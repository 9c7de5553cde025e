//! Configuration of [`ObservationTable`](super::ObservationTable).
use anyhow::Result;
use serde::{Deserialize, Serialize};
use std::{
    fs::File,
    io::{BufReader, Write},
    path::Path,
};

/// Per-coordinate bounds and the shared number of buckets of a discretizer.
#[derive(Debug, Deserialize, Serialize, PartialEq, Clone)]
pub struct BucketingConfig {
    /// The number of buckets of every coordinate.
    pub n_buckets: usize,

    /// Lower bounds of the coordinates.
    pub lower_bounds: Vec<f64>,

    /// Upper bounds of the coordinates.
    pub upper_bounds: Vec<f64>,
}

/// Configuration of [`ObservationTable`](super::ObservationTable).
///
/// ```rust
/// use poleq_tabular::{ObservationTable, ObservationTableConfig};
///
/// let config = ObservationTableConfig::default()
///     .n_actions(3)
///     .init_value(1.0)
///     .bucketing(4, vec![-1.0, 0.0], vec![1.0, 2.0]);
/// let table = ObservationTable::build(&config).unwrap();
/// assert_eq!(table.discretizer().unwrap().dim(), 2);
/// ```
#[derive(Debug, Deserialize, Serialize, PartialEq, Clone)]
pub struct ObservationTableConfig {
    /// The number of actions.
    pub n_actions: usize,

    /// The value of every action in a newly created leaf.
    pub init_value: f64,

    /// Discretization of observations. If `None`, observations must already be discrete.
    pub bucketing: Option<BucketingConfig>,
}

impl Default for ObservationTableConfig {
    fn default() -> Self {
        Self {
            n_actions: 2,
            init_value: 0.0,
            bucketing: None,
        }
    }
}

impl ObservationTableConfig {
    /// Bounds of cart position, cart velocity, pole angle and pole angular velocity.
    const CARTPOLE_BOUNDS: [(f64, f64); 4] = [(-2.4, 2.4), (-3.0, 3.0), (-0.21, 0.21), (-3.5, 3.5)];

    /// Configuration for CartPole with two actions and `n_buckets` buckets per coordinate.
    pub fn cartpole(n_buckets: usize) -> Self {
        let (lower_bounds, upper_bounds) = Self::CARTPOLE_BOUNDS.iter().cloned().unzip();
        Self::default().bucketing(n_buckets, lower_bounds, upper_bounds)
    }

    /// Sets the number of actions.
    pub fn n_actions(mut self, v: usize) -> Self {
        self.n_actions = v;
        self
    }

    /// Sets the initial value of action values.
    pub fn init_value(mut self, v: f64) -> Self {
        self.init_value = v;
        self
    }

    /// Sets the discretization of observations.
    pub fn bucketing(mut self, n_buckets: usize, lower_bounds: Vec<f64>, upper_bounds: Vec<f64>) -> Self {
        self.bucketing = Some(BucketingConfig {
            n_buckets,
            lower_bounds,
            upper_bounds,
        });
        self
    }

    /// Removes the discretization; observations must then be discrete.
    pub fn no_bucketing(mut self) -> Self {
        self.bucketing = None;
        self
    }

    /// Constructs [`ObservationTableConfig`] from YAML file.
    pub fn load(path: impl AsRef<Path>) -> Result<Self> {
        let file = File::open(path)?;
        let rdr = BufReader::new(file);
        let b = serde_yaml::from_reader(rdr)?;
        Ok(b)
    }

    /// Saves [`ObservationTableConfig`].
    pub fn save(&self, path: impl AsRef<Path>) -> Result<()> {
        let mut file = File::create(path)?;
        file.write_all(serde_yaml::to_string(&self)?.as_bytes())?;
        Ok(())
    }
}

────────

The problem
Take the entries above and repeat them verbatim.

Written response
repository 9c7de5553cde025e
//! Configuration of [`ObservationTable`](super::ObservationTable).
use anyhow::Result;
use serde::{Deserialize, Serialize};
use std::{
    fs::File,
    io::{BufReader, Write},
    path::Path,
};

/// Per-coordinate bounds and the shared number of buckets of a discretizer.
#[derive(Debug, Deserialize, Serialize, PartialEq, Clone)]
pub struct BucketingConfig {
    /// The number of buckets of every coordinate.
    pub n_buckets: usize,

    /// Lower bounds of the coordinates.
    pub lower_bounds: Vec<f64>,

    /// Upper bounds of the coordinates.
    pub upper_bounds: Vec<f64>,
}

/// Configuration of [`ObservationTable`](super::ObservationTable).
///
/// ```rust
/// use poleq_tabular::{ObservationTable, ObservationTableConfig};
///
/// let config = ObservationTableConfig::default()
///     .n_actions(3)
///     .init_value(1.0)
///     .bucketing(4, vec![-1.0, 0.0], vec![1.0, 2.0]);
/// let table = ObservationTable::build(&config).unwrap();
/// assert_eq!(table.discretizer().unwrap().dim(), 2);
/// ```
#[derive(Debug, Deserialize, Serialize, PartialEq, Clone)]
pub struct ObservationTableConfig {
    /// The number of actions.
    pub n_actions: usize,

    /// The value of every action in a newly created leaf.
    pub init_value: f64,

    /// Discretization of observations. If `None`, observations must already be discrete.
    pub bucketing: Option<BucketingConfig>,
}

impl Default for ObservationTableConfig {
    fn default() -> Self {
        Self {
            n_actions: 2,
            init_value: 0.0,
            bucketing: None,
        }
    }
}

impl ObservationTableConfig {
    /// Bounds of cart position, cart velocity, pole angle and pole angular velocity.
    const CARTPOLE_BOUNDS: [(f64, f64); 4] = [(-2.4, 2.4), (-3.0, 3.0), (-0.21, 0.21), (-3.5, 3.5)];

    /// Configuration for CartPole with two actions and `n_buckets` buckets per coordinate.
    pub fn cartpole(n_buckets: usize) -> Self {
        let (lower_bounds, upper_bounds) = Self::CARTPOLE_BOUNDS.iter().cloned().unzip();
        Self::default().bucketing(n_buckets, lower_bounds, upper_bounds)
    }

    /// Sets the number of actions.
    pub fn n_actions(mut self, v: usize) -> Self {
        self.n_actions = v;
        self
    }

    /// Sets the initial value of action values.
    pub fn init_value(mut self, v: f64) -> Self {
        self.init_value = v;
        self
    }

    /// Sets the discretization of observations.
    pub fn bucketing(mut self, n_buckets: usize, lower_bounds: Vec<f64>, upper_bounds: Vec<f64>) -> Self {
        self.bucketing = Some(BucketingConfig {
            n_buckets,
            lower_bounds,
            upper_bounds,
        });
        self
    }

    /// Removes the discretization; observations must then be discrete.
    pub fn no_bucketing(mut self) -> Self {
        self.bucketing = None;
        self
    }

    /// Constructs [`ObservationTableConfig`] from YAML file.
    pub fn load(path: impl AsRef<Path>) -> Result<Self> {
        let file = File::open(path)?;
        let rdr = BufReader::new(file);
        let b = serde_yaml::from_reader(rdr)?;
        Ok(b)
    }

    /// Saves [`ObservationTableConfig`].
    pub fn save(&self, path: impl AsRef<Path>) -> Result<()> {
        let mut file = File::create(path)?;
        file.write_all(serde_yaml::to_string(&self)?.as_bytes())?;
        Ok(())
    }
}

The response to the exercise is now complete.